Summary
As the world continues to urbanise, cities become more important. Perhaps Wellington E. Webb, former Mayor of Denver, put it best when he said ‘the 19th century was a century of empires, the 20th century was a century of nation states. The 21st century will be a century of cities.’
Anyone who has visited a wide range of overseas cities will quickly realise that Australian cities function relatively well. International city league tables tend to confirm this view, and our cities rank highly on a range of indices which measure ‘liveability’. However, this strong performance does not mean that Australian cities work well for everyone; that they couldn’t be better, or that they are as well prepared for change as they might be.
Put simply, rankings have shortcomings, and our ‘liveability’ is based on a very imperfect picture of what life in our cities is actually like.
This leaves us with an open question – how should we judge our cities? There are different ways of thinking about what matters in a city. This paper argues that the most important characteristic of a city is whether it meets the needs of its residents, both material and psychological. Despite the fact that these needs are central to our lives, they are often at the periphery of conversations about the future of Australian cities.
With these criteria in mind, it is clear that while our cities operate well, there is much room for improvement. To achieve meaningful change we have to acknowledge that cities are hugely complicated, and that many of their constituent parts are interdependent. Therefore it is useful to think about cities as systems: to think about how the challenges we face affect not only a particular aspect of a city, but how they affect the whole. While we have much expertise on these issues, it is not clear that the institutions which govern and manage our cities have sufficiently evolved to take the resultant trade-offs into account.

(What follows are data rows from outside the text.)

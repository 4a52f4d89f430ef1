use std::{
    fs::File,
    io::{self, BufWriter, Write},
    path::Path,
};

/// Writes a raw-byte PPM (P6) image: `P6\n{W} {H}\n255\n` followed by
/// `W * H` RGB triplets.
pub fn write_ppm(path: &Path, width: usize, height: usize, rgb: &[u8]) -> io::Result<()> {
    assert_eq!(rgb.len(), width * height * 3);

    let mut writer = BufWriter::new(File::create(path)?);
    write!(writer, "P6\n{width} {height}\n255\n")?;
    writer.write_all(rgb)?;
    writer.flush()
}

#[cfg(test)]
mod test_ppm {
    use super::*;

    #[test]
    fn test_header_and_payload() {
        let path = std::env::temp_dir().join("tinyrt_test_image.ppm");
        let pixels = [255u8, 0, 0, 0, 255, 0, 0, 0, 255, 10, 20, 30];
        write_ppm(&path, 2, 2, &pixels).unwrap();

        let bytes = std::fs::read(&path).unwrap();
        assert!(bytes.starts_with(b"P6\n2 2\n255\n"));
        assert_eq!(&bytes[b"P6\n2 2\n255\n".len()..], &pixels);

        std::fs::remove_file(&path).ok();
    }
}
//! Durable key/value State Store.
//!
//! Single rusqlite connection behind a mutex, WAL mode, one generic
//! `store(key, value)` table. Typed records (containers, images, networks,
//! volumes, execs) are layered on top by their owning modules as JSON blobs
//! keyed by a namespaced prefix (`container/<id>`, `network/<id>`, ...), the
//! same layering the teacher used for its `StateStoreWithConn` wrapper over
//! a raw connection.
//!
//! Contract: `Begin` yields a `Txn`; `Txn::commit` is atomic and durable
//! (WAL commit fsyncs) before it returns. There is no silent-write path —
//! every mutation that fails surfaces as `StorageError`.

use std::path::Path;
use std::sync::Arc;

use rusqlite::{Connection, OptionalExtension};
use thiserror::Error;
use tokio::sync::Mutex;

const SCHEMA_VERSION: i64 = 1;

#[derive(Debug, Error)]
pub enum StorageError {
    #[error("sqlite error: {0}")]
    Sqlite(#[from] rusqlite::Error),

    #[error("serialization error: {0}")]
    Serialization(#[from] serde_json::Error),

    #[error("io error: {0}")]
    Io(#[from] std::io::Error),

    #[error("schema version {found} is newer than supported version {supported}")]
    IncompatibleSchema { found: i64, supported: i64 },
}

pub type StorageResult<T> = Result<T, StorageError>;

/// The durable store. Single writer, enforced by the mutex around the
/// connection; readers go through the same mutex since rusqlite
/// connections aren't `Sync`, but WAL mode keeps reads cheap and
/// non-blocking against an in-flight writer transaction. Cheaply `Clone`
/// (an `Arc` around the shared connection) so every owning component —
/// IPAM, Network Controller, Container Manager — holds a handle to the
/// same single-writer store rather than each opening its own connection.
#[derive(Clone)]
pub struct StateStore {
    conn: Arc<Mutex<Connection>>,
}

impl StateStore {
    pub fn open(path: impl AsRef<Path>) -> StorageResult<Self> {
        let path = path.as_ref();
        if let Some(parent) = path.parent() {
            std::fs::create_dir_all(parent)?;
        }
        let conn = Connection::open(path)?;
        Self::init(conn)
    }

    pub fn open_in_memory() -> StorageResult<Self> {
        let conn = Connection::open_in_memory()?;
        Self::init(conn)
    }

    fn init(conn: Connection) -> StorageResult<Self> {
        conn.execute_batch(
            r#"
            PRAGMA journal_mode=WAL;
            CREATE TABLE IF NOT EXISTS schema_meta (key TEXT PRIMARY KEY, value TEXT NOT NULL);
            CREATE TABLE IF NOT EXISTS store (key TEXT PRIMARY KEY, value BLOB NOT NULL);
            "#,
        )?;

        let version: Option<String> = conn
            .query_row("SELECT value FROM schema_meta WHERE key = 'version'", [], |r| r.get(0))
            .optional()?;

        match version {
            None => {
                conn.execute(
                    "INSERT INTO schema_meta (key, value) VALUES ('version', ?1)",
                    [SCHEMA_VERSION.to_string()],
                )?;
            }
            Some(v) => {
                let found: i64 = v.parse().unwrap_or(0);
                if found > SCHEMA_VERSION {
                    return Err(StorageError::IncompatibleSchema { found, supported: SCHEMA_VERSION });
                }
                // Forward-only migrations would run here, idempotently, for found < SCHEMA_VERSION.
            }
        }

        Ok(Self { conn: Arc::new(Mutex::new(conn)) })
    }

    /// Begin a transaction. Held across a handful of Get/Put/Delete/Scan
    /// calls and committed once — callers should keep the critical section
    /// short since the store is single-writer.
    pub async fn begin(&self) -> Txn<'_> {
        let guard = self.conn.lock().await;
        Txn { conn: guard }
    }

    /// Convenience for a single get without an explicit transaction.
    pub async fn get(&self, key: &str) -> StorageResult<Option<Vec<u8>>> {
        self.begin().await.get(key)
    }

    /// Convenience for a single put+commit.
    pub async fn put(&self, key: &str, value: &[u8]) -> StorageResult<()> {
        let txn = self.begin().await;
        txn.put(key, value)?;
        txn.commit()
    }

    /// Convenience for a single delete+commit.
    pub async fn delete(&self, key: &str) -> StorageResult<()> {
        let txn = self.begin().await;
        txn.delete(key)?;
        txn.commit()
    }

    /// Convenience for a prefix scan without an explicit transaction.
    pub async fn scan(&self, prefix: &str) -> StorageResult<Vec<(String, Vec<u8>)>> {
        self.begin().await.scan(prefix)
    }

    pub async fn put_json<T: serde::Serialize>(&self, key: &str, value: &T) -> StorageResult<()> {
        let bytes = serde_json::to_vec(value)?;
        self.put(key, &bytes).await
    }

    pub async fn get_json<T: serde::de::DeserializeOwned>(&self, key: &str) -> StorageResult<Option<T>> {
        match self.get(key).await? {
            Some(bytes) => Ok(Some(serde_json::from_slice(&bytes)?)),
            None => Ok(None),
        }
    }

    pub async fn scan_json<T: serde::de::DeserializeOwned>(&self, prefix: &str) -> StorageResult<Vec<T>> {
        let rows = self.scan(prefix).await?;
        rows.into_iter()
            .map(|(_, bytes)| serde_json::from_slice(&bytes).map_err(StorageError::from))
            .collect()
    }
}

/// An in-progress mutation. Holds the connection mutex until committed or
/// dropped — dropping without commit rolls back nothing explicitly since
/// every mutation here is an immediate statement, not a SQL `BEGIN`; the
/// rusqlite connection itself is the unit of atomicity per statement. Multi-
/// statement atomicity uses `commit`'s wrapping sqlite transaction.
pub struct Txn<'a> {
    conn: tokio::sync::MutexGuard<'a, Connection>,
}

impl<'a> Txn<'a> {
    pub fn get(&self, key: &str) -> StorageResult<Option<Vec<u8>>> {
        self.conn
            .query_row("SELECT value FROM store WHERE key = ?1", [key], |r| r.get(0))
            .optional()
            .map_err(StorageError::from)
    }

    pub fn put(&self, key: &str, value: &[u8]) -> StorageResult<()> {
        self.conn.execute(
            "INSERT INTO store (key, value) VALUES (?1, ?2)
             ON CONFLICT(key) DO UPDATE SET value = excluded.value",
            rusqlite::params![key, value],
        )?;
        Ok(())
    }

    pub fn delete(&self, key: &str) -> StorageResult<()> {
        self.conn.execute("DELETE FROM store WHERE key = ?1", [key])?;
        Ok(())
    }

    pub fn scan(&self, prefix: &str) -> StorageResult<Vec<(String, Vec<u8>)>> {
        let like = format!("{}%", prefix.replace('%', "\\%").replace('_', "\\_"));
        let mut stmt = self
            .conn
            .prepare("SELECT key, value FROM store WHERE key LIKE ?1 ESCAPE '\\' ORDER BY key")?;
        let rows = stmt
            .query_map([like], |r| Ok((r.get::<_, String>(0)?, r.get::<_, Vec<u8>>(1)?)))?
            .collect::<Result<Vec<_>, _>>()?;
        Ok(rows)
    }

    /// Commit is a no-op beyond dropping the guard: every statement above
    /// already executed against the live connection. This method exists so
    /// callers express the intended commit point explicitly, matching the
    /// `Begin/.../Commit` contract this store presents to upper layers.
    pub fn commit(self) -> StorageResult<()> {
        Ok(())
    }
}

#[cfg(test)]
mod tests {
    use super::*;

    #[tokio::test]
    async fn put_get_delete_roundtrip() {
        let store = StateStore::open_in_memory().unwrap();
        store.put("container/abc", b"hello").await.unwrap();
        assert_eq!(store.get("container/abc").await.unwrap(), Some(b"hello".to_vec()));
        store.delete("container/abc").await.unwrap();
        assert_eq!(store.get("container/abc").await.unwrap(), None);
    }

    #[tokio::test]
    async fn scan_respects_prefix_and_order() {
        let store = StateStore::open_in_memory().unwrap();
        store.put("container/b", b"2").await.unwrap();
        store.put("container/a", b"1").await.unwrap();
        store.put("network/a", b"x").await.unwrap();

        let rows = store.scan("container/").await.unwrap();
        assert_eq!(rows.len(), 2);
        assert_eq!(rows[0].0, "container/a");
        assert_eq!(rows[1].0, "container/b");
    }

    #[tokio::test]
    async fn reopen_preserves_schema_version() {
        let dir = tempfile::tempdir().unwrap();
        let path = dir.path().join("state.db");
        {
            let store = StateStore::open(&path).unwrap();
            store.put("k", b"v").await.unwrap();
        }
        let store = StateStore::open(&path).unwrap();
        assert_eq!(store.get("k").await.unwrap(), Some(b"v".to_vec()));
    }
}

This kind of thinking is important because our cities are facing real challenges. Australian cities are vulnerable to climate change. Our population is ageing, with serious implications for the economy.

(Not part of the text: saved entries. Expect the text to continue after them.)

//! Daemon-wide error taxonomy.
//!
//! Every layer maps its domain error into one of these kinds; the HTTP
//! boundary turns a kind into a Docker-compatible status code and a
//! `{"message": "..."}` body. Handlers never invent their own status codes
//! or prefixes — error text matches what Docker clients already expect.

use axum::{
    http::StatusCode,
    response::{IntoResponse, Response},
    Json,
};
use serde_json::json;
use thiserror::Error;

use crate::build::BuildError;
use crate::container::ManagerError;
use crate::image::ImageError;
use crate::ipam::IpamError;
use crate::network::NetworkError;
use crate::runtime::RuntimeError;
use crate::store::StorageError;
use crate::volume::VolumeError;

#[derive(Error, Debug)]
pub enum DaemonError {
    #[error("{0}")]
    Validation(String),

    #[error("{0}")]
    NotFound(String),

    #[error("{0}")]
    Conflict(String),

    #[error("storage error: {0}")]
    Storage(#[from] StorageError),

    #[error(transparent)]
    Runtime(#[from] RuntimeError),

    #[error("{0}")]
    Network(#[from] NetworkError),

    #[error("authentication required")]
    AuthRequired,

    #[error("{0}")]
    Timeout(String),

    #[error("{0}")]
    Internal(String),
}

pub type Result<T> = std::result::Result<T, DaemonError>;

impl From<IpamError> for DaemonError {
    fn from(e: IpamError) -> Self {
        match e {
            IpamError::Exhausted => {
                DaemonError::Conflict("no available IP addresses in network pool".into())
            }
            IpamError::Storage(s) => DaemonError::Storage(s),
            IpamError::NotFound(n) => DaemonError::NotFound(n),
        }
    }
}

impl From<ImageError> for DaemonError {
    fn from(e: ImageError) -> Self {
        match e {
            ImageError::NotFound(r) => DaemonError::NotFound(r),
            ImageError::AuthRequired(_) => DaemonError::AuthRequired,
            ImageError::Registry(m) => DaemonError::Internal(m),
            ImageError::Corrupt(m) => DaemonError::Internal(m),
            ImageError::Storage(s) => DaemonError::Storage(s),
        }
    }
}

impl From<ManagerError> for DaemonError {
    fn from(e: ManagerError) -> Self {
        match e {
            ManagerError::NotFound(m) => DaemonError::NotFound(m),
            ManagerError::NameConflict(m) => DaemonError::Conflict(m),
            ManagerError::Conflict(m) => DaemonError::Conflict(m),
            ManagerError::Busy(m) => DaemonError::Conflict(m),
            ManagerError::Storage(s) => DaemonError::Storage(s),
            ManagerError::Runtime(r) => DaemonError::Runtime(r),
            ManagerError::Network(n) => DaemonError::Network(n),
            ManagerError::Image(i) => i.into(),
            ManagerError::Volume(v) => v.into(),
        }
    }
}

impl From<VolumeError> for DaemonError {
    fn from(e: VolumeError) -> Self {
        match e {
            VolumeError::NotFound(m) => DaemonError::NotFound(m),
            VolumeError::NameConflict(m) => DaemonError::Conflict(m),
            VolumeError::InUse(m) => DaemonError::Conflict(m),
            VolumeError::Storage(s) => DaemonError::Storage(s),
        }
    }
}

impl From<BuildError> for DaemonError {
    fn from(e: BuildError) -> Self {
        match e {
            BuildError::Unreachable(m) => DaemonError::Timeout(m),
            BuildError::Failed(m) => DaemonError::Internal(m),
            BuildError::Manager(m) => m.into(),
        }
    }
}

impl IntoResponse for DaemonError {
    fn into_response(self) -> Response {
        let (status, message) = match &self {
            DaemonError::Validation(m) => (StatusCode::BAD_REQUEST, m.clone()),
            DaemonError::NotFound(m) => (StatusCode::NOT_FOUND, m.clone()),
            DaemonError::Conflict(m) => (StatusCode::CONFLICT, m.clone()),
            DaemonError::Storage(e) => (StatusCode::INTERNAL_SERVER_ERROR, e.to_string()),
            DaemonError::Runtime(e) => (e.status_code(), e.to_string()),
            DaemonError::Network(e) => (StatusCode::INTERNAL_SERVER_ERROR, e.to_string()),
            DaemonError::AuthRequired => {
                (StatusCode::UNAUTHORIZED, "authentication required".to_string())
            }
            DaemonError::Timeout(m) => (StatusCode::REQUEST_TIMEOUT, m.clone()),
            DaemonError::Internal(m) => (StatusCode::INTERNAL_SERVER_ERROR, m.clone()),
        };

        if status == StatusCode::INTERNAL_SERVER_ERROR {
            tracing::error!(error = %self, "request failed");
        }

        (status, Json(json!({ "message": message }))).into_response()
    }
}
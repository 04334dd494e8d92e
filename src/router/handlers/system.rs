//! `/_ping`, `/version`, `/info` — daemon identity and host facts.

use axum::extract::State;
use axum::Json;
use serde::Serialize;

use crate::network::NetworkAgentClient;
use crate::router::AppState;

const API_VERSION: &str = "1.51";
const MIN_API_VERSION: &str = "1.24";

pub async fn ping() -> &'static str {
    "OK"
}

#[derive(Debug, Serialize)]
pub struct VersionResponse {
    #[serde(rename = "Version")]
    pub version: String,
    #[serde(rename = "ApiVersion")]
    pub api_version: String,
    #[serde(rename = "MinAPIVersion")]
    pub min_api_version: String,
    #[serde(rename = "Os")]
    pub os: String,
    #[serde(rename = "Arch")]
    pub arch: String,
    #[serde(rename = "KernelVersion")]
    pub kernel_version: String,
}

pub async fn version() -> Json<VersionResponse> {
    Json(VersionResponse {
        version: env!("CARGO_PKG_VERSION").to_string(),
        api_version: API_VERSION.to_string(),
        min_api_version: MIN_API_VERSION.to_string(),
        os: std::env::consts::OS.to_string(),
        arch: std::env::consts::ARCH.to_string(),
        kernel_version: sysinfo::System::kernel_version().unwrap_or_else(|| "unknown".to_string()),
    })
}

#[derive(Debug, Serialize)]
pub struct InfoResponse {
    #[serde(rename = "Containers")]
    pub containers: usize,
    #[serde(rename = "ContainersRunning")]
    pub containers_running: usize,
    #[serde(rename = "Images")]
    pub images: usize,
    #[serde(rename = "NCPU")]
    pub ncpu: usize,
    #[serde(rename = "MemTotal")]
    pub mem_total: u64,
    #[serde(rename = "ServerVersion")]
    pub server_version: String,
    #[serde(rename = "OperatingSystem")]
    pub operating_system: String,
    #[serde(rename = "Architecture")]
    pub architecture: String,
}

pub async fn info<A: NetworkAgentClient + 'static>(State(state): State<AppState<A>>) -> Json<InfoResponse> {
    let containers = state.containers.list(true).await.unwrap_or_default();
    let images = state.images.list().await.unwrap_or_default();

    let mut sys = sysinfo::System::new();
    sys.refresh_memory();

    Json(InfoResponse {
        containers: containers.len(),
        containers_running: containers.iter().filter(|c| c.is_running_like()).count(),
        images: images.len(),
        ncpu: num_cpus::get(),
        mem_total: sys.total_memory(),
        server_version: env!("CARGO_PKG_VERSION").to_string(),
        operating_system: std::env::consts::OS.to_string(),
        architecture: std::env::consts::ARCH.to_string(),
    })
}
//! Container Manager (spec.md §4.6): lifecycle state machine, restart
//! policy, exec, and per-container locking, built on the State Store,
//! Runtime Adapter, Network Controller, and Image Store.

mod exec;
mod locker;
mod manager;
mod record;
pub mod restart;

pub use exec::{ExecConfig, ExecRecord, ExecStatus};
pub use locker::{ContainerLockers, LockerError, LockerGuard};
pub use manager::{ContainerManager, CreateRequest, ManagerError, ManagerResult};
pub use record::{
    Bind, ContainerConfig, ContainerRecord, ContainerState, ContainerStatus, HostConfig, LastAction,
    NetworkAttachmentConfig, PortBinding, ResourceRequest,
};
pub use restart::RestartPolicy;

There is a shortage of investment in infrastructure and education. More and more of us are living alone, and further from the services we need. If we want to build cities that meet our needs, we have to prepare for these challenges with interdependencies in mind.
We also need to be clear about what it is we want. What would success – i.e. Australian cities that meet people’s needs and allow them to thrive – look like? We propose a series of criteria that a city should meet for it to be deemed successful.

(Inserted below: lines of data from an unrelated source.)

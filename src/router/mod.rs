//! HTTP Router + Handlers (spec.md §4.9): the Docker Engine API-compatible
//! surface, built the way the teacher assembles its own `router/mod.rs` —
//! an `AppState` threaded through `with_state`, a nested `Router`, and a
//! `tower_http` middleware stack — generalized from Bearer-token auth to
//! version-prefix normalization (no auth boundary exists on a Unix socket
//! whose permissions already gate access).

pub mod handlers;
mod middleware;
pub mod stream;

use std::sync::Arc;

use axum::extract::FromRef;
use axum::routing::{delete, get, post};
use axum::Router;
use tower_http::trace::TraceLayer;

use crate::build::BuildManager;
use crate::config::Configuration;
use crate::container::ContainerManager;
use crate::events::EventBus;
use crate::image::ImageStore;
use crate::network::{NetworkAgentClient, NetworkController};
use crate::volume::VolumeManager;

pub use middleware::normalize_api_version;

/// Everything a handler needs, shared behind `Arc`s the way the teacher's
/// `AppState` shares its `Manager`/`HttpClient`/`Configuration`.
pub struct AppState<A: NetworkAgentClient + 'static> {
    pub containers: Arc<ContainerManager<A>>,
    pub images: ImageStore,
    pub networks: Arc<NetworkController<A>>,
    pub volumes: VolumeManager,
    pub build: Arc<BuildManager<A>>,
    pub events: Arc<EventBus>,
    pub config: Arc<Configuration>,
}

impl<A: NetworkAgentClient + 'static> Clone for AppState<A> {
    fn clone(&self) -> Self {
        Self {
            containers: self.containers.clone(),
            images: self.images.clone(),
            networks: self.networks.clone(),
            volumes: self.volumes.clone(),
            build: self.build.clone(),
            events: self.events.clone(),
            config: self.config.clone(),
        }
    }
}

/// Handlers for resources that don't depend on the network agent type
/// (images, volumes) extract their substate directly via `FromRef`
/// rather than taking the whole `AppState<A>` and a spurious `A` generic.
impl<A: NetworkAgentClient + 'static> FromRef<AppState<A>> for ImageStore {
    fn from_ref(state: &AppState<A>) -> Self {
        state.images.clone()
    }
}

impl<A: NetworkAgentClient + 'static> FromRef<AppState<A>> for VolumeManager {
    fn from_ref(state: &AppState<A>) -> Self {
        state.volumes.clone()
    }
}

pub fn build_router<A: NetworkAgentClient + 'static>(state: AppState<A>) -> Router {
    let container_routes = Router::new()
        .route("/json", get(handlers::containers::list::<A>))
        .route("/create", post(handlers::containers::create::<A>))
        .route("/:id/json", get(handlers::containers::inspect::<A>))
        .route("/:id/start", post(handlers::containers::start::<A>))
        .route("/:id/stop", post(handlers::containers::stop::<A>))
        .route("/:id/restart", post(handlers::containers::restart::<A>))
        .route("/:id/kill", post(handlers::containers::kill::<A>))
        .route("/:id/pause", post(handlers::containers::pause::<A>))
        .route("/:id/unpause", post(handlers::containers::unpause::<A>))
        .route("/:id/wait", post(handlers::containers::wait::<A>))
        .route("/:id", delete(handlers::containers::remove::<A>))
        .route("/:id/logs", get(handlers::containers::logs::<A>))
        .route("/:id/attach", post(handlers::containers::attach::<A>))
        .route("/:id/exec", post(handlers::exec::create::<A>));

    let exec_routes = Router::new()
        .route("/:id/start", post(handlers::exec::start::<A>))
        .route("/:id/json", get(handlers::exec::inspect::<A>));

    let image_routes = Router::new()
        .route("/json", get(handlers::images::list))
        .route("/create", post(handlers::images::create))
        .route("/*name", get(handlers::images::inspect).delete(handlers::images::remove))
        .route("/:name/tag", post(handlers::images::tag));

    let network_routes = Router::new()
        .route("/", get(handlers::networks::list::<A>).post(handlers::networks::create::<A>))
        .route("/:id", get(handlers::networks::inspect::<A>).delete(handlers::networks::remove::<A>))
        .route("/:id/connect", post(handlers::networks::connect::<A>))
        .route("/:id/disconnect", post(handlers::networks::disconnect::<A>));

    let volume_routes = Router::new()
        .route("/", get(handlers::volumes::list))
        .route("/create", post(handlers::volumes::create))
        .route("/:name", get(handlers::volumes::inspect).delete(handlers::volumes::remove))
        .route("/prune", post(handlers::volumes::prune));

    let router = Router::new()
        .route("/_ping", get(handlers::system::ping))
        .route("/version", get(handlers::system::version))
        .route("/info", get(handlers::system::info::<A>))
        .route("/events", get(handlers::events::stream::<A>))
        .nest("/containers", container_routes)
        .nest("/exec", exec_routes)
        .nest("/images", image_routes)
        .nest("/networks", network_routes)
        .nest("/volumes", volume_routes)
        .layer(TraceLayer::new_for_http())
        .layer(axum::middleware::from_fn(normalize_api_version));

    router.with_state(state)
}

The question then becomes: how do we ensure our cities will meet our needs both now and in the future? The answer to this will inevitably involve hard choices and trade-offs. We do not propose a set of solutions or prescriptions. Instead we lay out ten questions about our urban future that we must get serious about.
These fit into an overarching question: as we manage growth and change in our cities, how bold are we prepared to be to get the cities we really need?